Fiscal 2016 Third Quarter Financial Results Highlights (from Continuing Operations, unless otherwise noted)

  • Revenue Growth
    • Sales of $24.9 million ("M") this year increased 6% from $23.5M in the comparable last year's quarter
  • Margin Improvement and Expense Management
    • Gross margin was 37.2%, compared to 34.9% last year. 
    • Operating expenses decreased by $0.9M and decreased as a percent of sales to 24% from 29% last year
  • Significant Increases in Operating Income, Adjusted EBITDA* and Free Cash Flow
    • Operating income increased to $3.2M from operating income of $1.3M last year.
    • Operating income as a percentage of sales increased to 13% this year vs. 5% last year
    • Adjusted EBITDA this year was $3.6M vs. $2.8M last year.
    • Free cash flow (defined as adjusted EBITDA less cash paid for taxes and less capital expenditures) increased from $2.2M last year to $3.0M this year
  • Net Income Growth
    • Third quarter net income of $2.1M or $0.29 per share** this year vs a loss of $(1.8) and $(0.29) per share last year
    • Nine month net income of $7.9M or $1.10 per share this year vs. a loss of $(0.8)M and $(0.14) per share last year
  • Balance Sheet Strength
    • Cash and equivalents decreased by $0.8 M from the end of the second quarter to $4.3M at end of Q3FY16 with the payment of the arbitration settlement of $3.4M during Q3FY16 to settle the remaining arbitration debt.
    • Current ratio improved by 25% from the beginning of the fiscal year
    • Book value per share at October 31, 2015 was $9.58, an increase of 3% from July 31, 2015
    • Stockholders' equity increased by 9.7% from the beginning of the fiscal year

*Includes non-GAAP measures – see table included herein for reconciliation to GAAP measures
**All shares presented are Basic, unless otherwise noted.

Management's Comments

Christopher J. Ryan, President and Chief Executive Officer of Lakeland Industries, stated, "We delivered solid improvements across the board for our continuing operations in the third quarter of fiscal 2016, which is a period that is notable for being the closest we've had to a normalized quarter in quite a long time.  Absent were large one-time charges, significant event-driven sales increases, aside from some increased orders due to the Bird Flu crisis in the US, and financial and capitalization modifications.  More evident was the leverage we have in our model and the investments we've made to capture greater global market share given our unique operating platform which we believe is a competitive advantage amid persistent industry capacity constraints.
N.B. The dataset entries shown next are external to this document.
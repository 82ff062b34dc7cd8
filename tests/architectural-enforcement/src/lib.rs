//! Architectural Enforcement Integration Tests
//!
//! This package contains integration tests that enforce architectural principles:
//! - No blocking I/O inside async functions
//! - No sleep() calls in production code
//! - Mapping and rendering stay pure (no runtime, network or file access)
//!
//! The helpers below do a line-based scan of the workspace sources. Everything
//! from the first `#[cfg(test)]` of a file onwards is treated as test code.

use std::fs;
use std::path::{Path, PathBuf};

/// Workspace root, resolved from this crate's manifest directory
#[must_use]
pub fn workspace_root() -> PathBuf {
    Path::new(env!("CARGO_MANIFEST_DIR")).join("..").join("..")
}

/// Production source file split into lines
#[derive(Debug)]
pub struct SourceFile {
    /// Path relative to the workspace root
    pub path: PathBuf,
    /// Lines before the first `#[cfg(test)]`
    pub lines: Vec<String>,
}

impl SourceFile {
    /// Read a file and drop its test section
    #[must_use]
    pub fn load(root: &Path, path: &Path) -> Option<Self> {
        let content = fs::read_to_string(path).ok()?;
        let lines = content
            .lines()
            .take_while(|line| line.trim() != "#[cfg(test)]")
            .map(str::to_string)
            .collect();
        Some(Self {
            path: path.strip_prefix(root).unwrap_or(path).to_path_buf(),
            lines,
        })
    }

    /// Code part of line `idx`, with any `//` comment removed
    #[must_use]
    pub fn code(&self, idx: usize) -> &str {
        let line = &self.lines[idx];
        line.split("//").next().unwrap_or(line)
    }

    /// Whether line `idx` is inside an `async fn`
    #[must_use]
    pub fn in_async_fn(&self, idx: usize) -> bool {
        let lines: Vec<&str> = self.lines.iter().map(String::as_str).collect();
        enclosing_fn_is_async(&lines, idx)
    }

    /// Format a violation for line `idx`
    #[must_use]
    pub fn violation(&self, idx: usize, kind: &str) -> String {
        format!(
            "{}:{} - {}: {}",
            self.path.display(),
            idx + 1,
            kind,
            self.lines[idx].trim()
        )
    }
}

/// All production `.rs` files under `dir` (relative to the workspace root)
#[must_use]
pub fn source_files(dir: &str) -> Vec<SourceFile> {
    let root = workspace_root();
    let base = root.join(dir);
    if !base.exists() {
        return Vec::new();
    }

    walkdir::WalkDir::new(&base)
        .into_iter()
        .filter_map(Result::ok)
        .filter(|entry| entry.path().extension().and_then(|s| s.to_str()) == Some("rs"))
        .filter_map(|entry| SourceFile::load(&root, entry.path()))
        .collect()
}

/// Classify a line as a function signature: `Some(true)` for `async fn`
#[must_use]
pub fn fn_signature(line: &str) -> Option<bool> {
    let mut rest = line.trim();
    for prefix in ["pub(crate) ", "pub(super) ", "pub "] {
        if let Some(stripped) = rest.strip_prefix(prefix) {
            rest = stripped;
            break;
        }
    }
    if rest.starts_with("async fn ") {
        Some(true)
    } else if rest.starts_with("fn ") || rest.starts_with("const fn ") {
        Some(false)
    } else {
        None
    }
}

/// Whether the nearest function signature above `idx` is `async`
#[must_use]
pub fn enclosing_fn_is_async(lines: &[&str], idx: usize) -> bool {
    (0..=idx)
        .rev()
        .find_map(|i| fn_signature(lines[i]))
        .unwrap_or(false)
}

/// Print violations and panic if there are any
///
/// # Panics
///
/// Panics when `violations` is not empty.
pub fn assert_no_violations(title: &str, violations: &[String]) {
    if violations.is_empty() {
        return;
    }

    eprintln!("\n❌ CRITICAL: {title}\n");
    for violation in violations {
        eprintln!("  ❌ {violation}");
    }
    panic!(
        "\nFound {} violation(s): {title}.\nFix these before merging!",
        violations.len()
    );
}

#[cfg(test)]
mod tests {
    use super::*;

    #[test]
    fn test_fn_signature() {
        assert_eq!(fn_signature("    pub async fn execute(&self) {"), Some(true));
        assert_eq!(fn_signature("fn helper() -> u8 {"), Some(false));
        assert_eq!(fn_signature("pub(crate) fn string_field("), Some(false));
        assert_eq!(fn_signature("let f = async move {"), None);
    }

    #[test]
    fn test_enclosing_fn() {
        let code = [
            "pub async fn bad() {",
            "    let x = 1;",
            "}",
            "fn good() {",
            "    std::fs::read_to_string(\"a\");",
            "}",
        ];
        assert!(enclosing_fn_is_async(&code, 1));
        assert!(!enclosing_fn_is_async(&code, 4));
    }

    #[test]
    fn test_workspace_root_has_core_crate() {
        assert!(workspace_root().join("arcana/core/Cargo.toml").exists());
    }
}
//! Stdout / file surface
//!
//! Keeps the current markup of each region and writes it out once the action
//! has settled, so transient states (the searching placeholder) never reach
//! the output.

use std::path::PathBuf;

use anyhow::{Context, Result};
use async_trait::async_trait;
use parking_lot::Mutex;
use tokio::io::AsyncWriteExt;
use tracing::{debug, info};

use arcana_core::{InputField, Region, Surface};

/// Surface that prints regions to stdout or writes them to a file
#[derive(Debug, Default)]
pub struct StdoutSurface {
    out: Option<PathBuf>,
    regions: Mutex<Vec<(Region, String)>>,
}

impl StdoutSurface {
    /// Create a surface; `out` selects a file instead of stdout
    pub fn new(out: Option<PathBuf>) -> Self {
        Self {
            out,
            regions: Mutex::new(Vec::new()),
        }
    }

    /// Current content of every region, in first-written order
    pub fn snapshot(&self) -> String {
        let regions = self.regions.lock();
        let mut document = String::new();
        for (region, markup) in regions.iter() {
            let name = match region {
                Region::Main => "main",
                Region::SearchResults => "search-results",
            };
            document.push_str(&format!("<section data-region=\"{name}\">\n{markup}\n</section>\n"));
        }
        document
    }

    /// Write the current regions to the configured output
    pub async fn flush(&self) -> Result<()> {
        let document = self.snapshot();
        if document.is_empty() {
            debug!("Nothing to write");
            return Ok(());
        }

        match self.out {
            Some(ref path) => {
                tokio::fs::write(path, document.as_bytes())
                    .await
                    .with_context(|| format!("Failed to write output file: {path:?}"))?;
                info!(path = ?path, "Markup written");
            }
            None => {
                let mut stdout = tokio::io::stdout();
                stdout.write_all(document.as_bytes()).await?;
                stdout.flush().await?;
            }
        }
        Ok(())
    }
}

#[async_trait]
impl Surface for StdoutSurface {
    async fn replace(&self, region: Region, markup: String) -> Result<()> {
        let mut regions = self.regions.lock();
        match regions.iter_mut().find(|(r, _)| *r == region) {
            Some(entry) => entry.1 = markup,
            None => regions.push((region, markup)),
        }
        Ok(())
    }

    async fn clear_input(&self, field: InputField) -> Result<()> {
        debug!(?field, "Input cleared");
        Ok(())
    }
}

#[cfg(test)]
mod tests {
    use super::*;

    #[tokio::test]
    async fn test_replace_keeps_latest_markup() {
        let surface = StdoutSurface::new(None);
        surface
            .replace(Region::SearchResults, "<p>buscando</p>".to_string())
            .await
            .unwrap();
        surface
            .replace(Region::SearchResults, "<p>resultados</p>".to_string())
            .await
            .unwrap();

        let document = surface.snapshot();
        assert!(document.contains("resultados"));
        assert!(!document.contains("buscando"));
        assert!(document.contains(r#"data-region="search-results""#));
    }

    #[tokio::test]
    async fn test_flush_to_file() {
        let dir = tempfile::tempdir().unwrap();
        let path = dir.path().join("reading.html");
        let surface = StdoutSurface::new(Some(path.clone()));
        surface
            .replace(Region::Main, "<h2>Cruz Celta</h2>".to_string())
            .await
            .unwrap();

        surface.flush().await.unwrap();

        let written = std::fs::read_to_string(&path).unwrap();
        assert!(written.contains("<h2>Cruz Celta</h2>"));
    }

    #[tokio::test]
    async fn test_flush_without_content_creates_nothing() {
        let dir = tempfile::tempdir().unwrap();
        let path = dir.path().join("empty.html");
        let surface = StdoutSurface::new(Some(path.clone()));

        surface.flush().await.unwrap();

        assert!(!path.exists());
    }
}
"We are very pleased with our performance in the third quarter which for the most part did not contain a material event-driven or crisis situation impact on sales that distorted year over year comparisons.  Third quarter fiscal 2016 sales in the US increased by $1.7 million or 13% from the prior year, $1.1 million of which was due primarily to orders for protective apparel related to the Company's response to the US bird flu, while in the fiscal 2015 period we benefited from Ebola-related sales of an estimated $1.4 million in our US and European businesses.  On a consolidated basis, the Company's top line grew by 6%, despite international revenues reported in US dollars being weighed down by the strength of this currency against foreign denominations and the devaluations of currencies in China, Chile and the UK.  International revenues were $10.2 million or 41% of total sales in the third quarter of fiscal 2016, as compared with $10.5 million or 45% of total sales in the prior year.  Furthermore, our consolidated sales were impressive given the cyclical and dramatic downturn of the oil and gas sector which has represented nearly 5-10% of our total revenues globally.  As these trends moderate or reverse, we believe the traction we have gained in the markets in which we operate worldwide will further bolster our growth profile. 
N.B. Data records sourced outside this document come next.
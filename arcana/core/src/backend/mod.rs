//! Tarot API Backend
//!
//! Access to the tarot HTTP API through a common, cancellable trait.
//!
//! # Usage
//!
//! ```ignore
//! use arcana_core::backend::{ApiRequest, ApiTransport, CancelToken, HttpBackend};
//!
//! let backend = HttpBackend::from_config(&config)?;
//! let body = backend.fetch(&ApiRequest::status(), &CancelToken::never()).await?;
//! ```

mod http;
mod traits;

pub use http::HttpBackend;
pub use traits::{ApiRequest, ApiTransport, CancelHandle, CancelToken, Method};
//! Integration Test: Pure Mapping and Rendering
//!
//! **Policy**: the content tables, wire model, view-model mapper and renderer
//! are synchronous and side-effect free. They MUST NOT reach for the async
//! runtime, the HTTP client, the file system or the network. Only the backend,
//! coordinator and controller do I/O.

use architectural_enforcement::{assert_no_violations, source_files};

const PURE_SOURCES: [&str; 4] = [
    "arcana/core/src/content.rs",
    "arcana/core/src/model.rs",
    "arcana/core/src/mapper.rs",
    "arcana/core/src/render",
];

const FORBIDDEN: [(&str, &str); 6] = [
    ("tokio", "Async runtime"),
    ("reqwest", "HTTP client"),
    ("std::fs", "File system"),
    ("std::net", "Network"),
    ("std::io", "Standard I/O"),
    ("async fn", "Async function"),
];

#[test]
fn test_mapping_and_rendering_are_pure() {
    let mut violations = Vec::new();

    for path in PURE_SOURCES {
        for file in source_files(path) {
            for idx in 0..file.lines.len() {
                let code = file.code(idx);
                for (pattern, kind) in FORBIDDEN {
                    if code.contains(pattern) {
                        violations.push(file.violation(idx, kind));
                    }
                }
            }
        }
    }

    assert_no_violations("I/O in pure modules", &violations);
}

#[test]
fn test_pure_sources_exist() {
    for path in PURE_SOURCES {
        assert!(!source_files(path).is_empty(), "{path} not found");
    }
}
"Lakeland continues to benefit its international diversification and broadening customer base from which we derive recurring sales.  We have proven our ability to deliver large quantities of protective apparel in normal periods as well as during emergency and crisis situations where there are global capacity shortages.  Over the last several quarters we implemented strategies to enhance our marketing presence and scale production.  Now, we have the manufacturing capacity and operational expertise to respond to market demand while improving our profitability.  As a result of higher volume, improved gross margins and selling, general and administrative expenses largely being fixed other than freight out and commissions as well as overall cost control efforts, operating profit from continuing operations increased to $3.2 million for the third quarter from $1.3 million in the prior year.  Operating income as a percentage of sales increased to 13% this year as compared with 5% last year.
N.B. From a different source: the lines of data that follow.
//! HTTP Backend Implementation
//!
//! [`ApiTransport`] over `reqwest`. Every call carries
//! `Content-Type: application/json`; any non-2xx status is an error.
//!
//! Cancellation races the request future against the [`CancelToken`]. When the
//! token wins the request future is dropped, which closes the connection, so
//! the server sees the client go away and nothing is left to read the body.

use std::time::Duration;

use async_trait::async_trait;
use reqwest::header::CONTENT_TYPE;
use reqwest::Url;
use serde_json::Value;
use tracing::debug;

use super::traits::{ApiRequest, ApiTransport, CancelToken, Method};
use crate::config::ClientConfig;
use crate::error::TransportError;

/// Tarot API client over HTTP
#[derive(Clone, Debug)]
pub struct HttpBackend {
    /// Origin the `/api` paths are resolved against
    base_url: Url,
    /// HTTP client
    http_client: reqwest::Client,
}

impl HttpBackend {
    /// Create a backend for `base_url` with a per-request timeout
    ///
    /// # Errors
    ///
    /// Returns an error if the URL cannot carry path segments (e.g.
    /// `mailto:`) or the HTTP client cannot be built.
    pub fn new(base_url: Url, timeout: Duration) -> Result<Self, TransportError> {
        if base_url.cannot_be_a_base() {
            return Err(TransportError::Request(format!(
                "base URL {base_url} cannot carry a path"
            )));
        }

        let http_client = reqwest::Client::builder()
            .timeout(timeout)
            .build()
            .map_err(|e| TransportError::Request(format!("failed to create HTTP client: {e}")))?;

        Ok(Self {
            base_url,
            http_client,
        })
    }

    /// Create from a loaded [`ClientConfig`]
    ///
    /// # Errors
    ///
    /// Returns an error if the configured base URL is not a valid URL.
    pub fn from_config(config: &ClientConfig) -> Result<Self, TransportError> {
        let base_url = Url::parse(&config.base_url).map_err(|e| {
            TransportError::Request(format!("invalid base URL {}: {e}", config.base_url))
        })?;
        Self::new(base_url, config.timeout)
    }

    /// Origin the backend talks to
    #[must_use]
    pub fn base_url(&self) -> &Url {
        &self.base_url
    }

    /// Full URL for a request, with segments and query percent-encoded
    ///
    /// # Errors
    ///
    /// Returns an error if the base URL cannot carry path segments.
    pub fn url_for(&self, request: &ApiRequest) -> Result<Url, TransportError> {
        let mut url = self.base_url.clone();
        {
            let mut segments = url.path_segments_mut().map_err(|()| {
                TransportError::Request(format!("base URL {} cannot carry a path", self.base_url))
            })?;
            segments.pop_if_empty().push("api");
            segments.extend(&request.segments);
        }

        if !request.query.is_empty() {
            url.query_pairs_mut().extend_pairs(&request.query);
        }

        Ok(url)
    }

    async fn send(&self, request: &ApiRequest, url: Url) -> Result<Value, TransportError> {
        let mut builder = match request.method {
            Method::Get => self.http_client.get(url),
            Method::Post => self.http_client.post(url),
        }
        .header(CONTENT_TYPE, "application/json");

        if let Some(ref body) = request.body {
            builder = builder.json(body);
        }

        let response = builder.send().await?;

        let status = response.status();
        if !status.is_success() {
            return Err(TransportError::Status {
                status: status.as_u16(),
                reason: status.canonical_reason().unwrap_or_default().to_string(),
            });
        }

        Ok(response.json::<Value>().await?)
    }
}

#[async_trait]
impl ApiTransport for HttpBackend {
    fn name(&self) -> &str {
        "HTTP"
    }

    async fn fetch(
        &self,
        request: &ApiRequest,
        cancel: &CancelToken,
    ) -> Result<Value, TransportError> {
        let url = self.url_for(request)?;
        debug!(method = %request.method, url = %url, "Sending API request");

        tokio::select! {
            biased;
            () = cancel.cancelled() => {
                debug!(url = %url, "API request aborted");
                Err(TransportError::Cancelled)
            }
            result = self.send(request, url.clone()) => result,
        }
    }
}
"Last quarter, with our exit from Brazil, we set our sights on the implementation of global organic growth initiatives, driving sustainable long term profitability, and enhancing our overall financial position.  We continue to seek ways to strengthen our management and sales teams while deploying information systems and other capital investments to help respond to market demand and maximize our resources.  A great amount of effort has recently been put toward online marketing campaigns to highlight and promote Lakeland products as well as to develop two new products which we'll be introducing in 2016.  Amid these investments and strategic spending, we are pleased to have reduced our total liabilities nearly $8 million or 26% since the beginning of the fiscal year.  At the end of the third quarter, our current ratio improved by 25% from the beginning the fiscal year despite inventories rising to $43.5 million due to a lack of capacity in the industry.  We believed we have made solid progress this year and are well positioned for continued long term improvements in all facets of the business."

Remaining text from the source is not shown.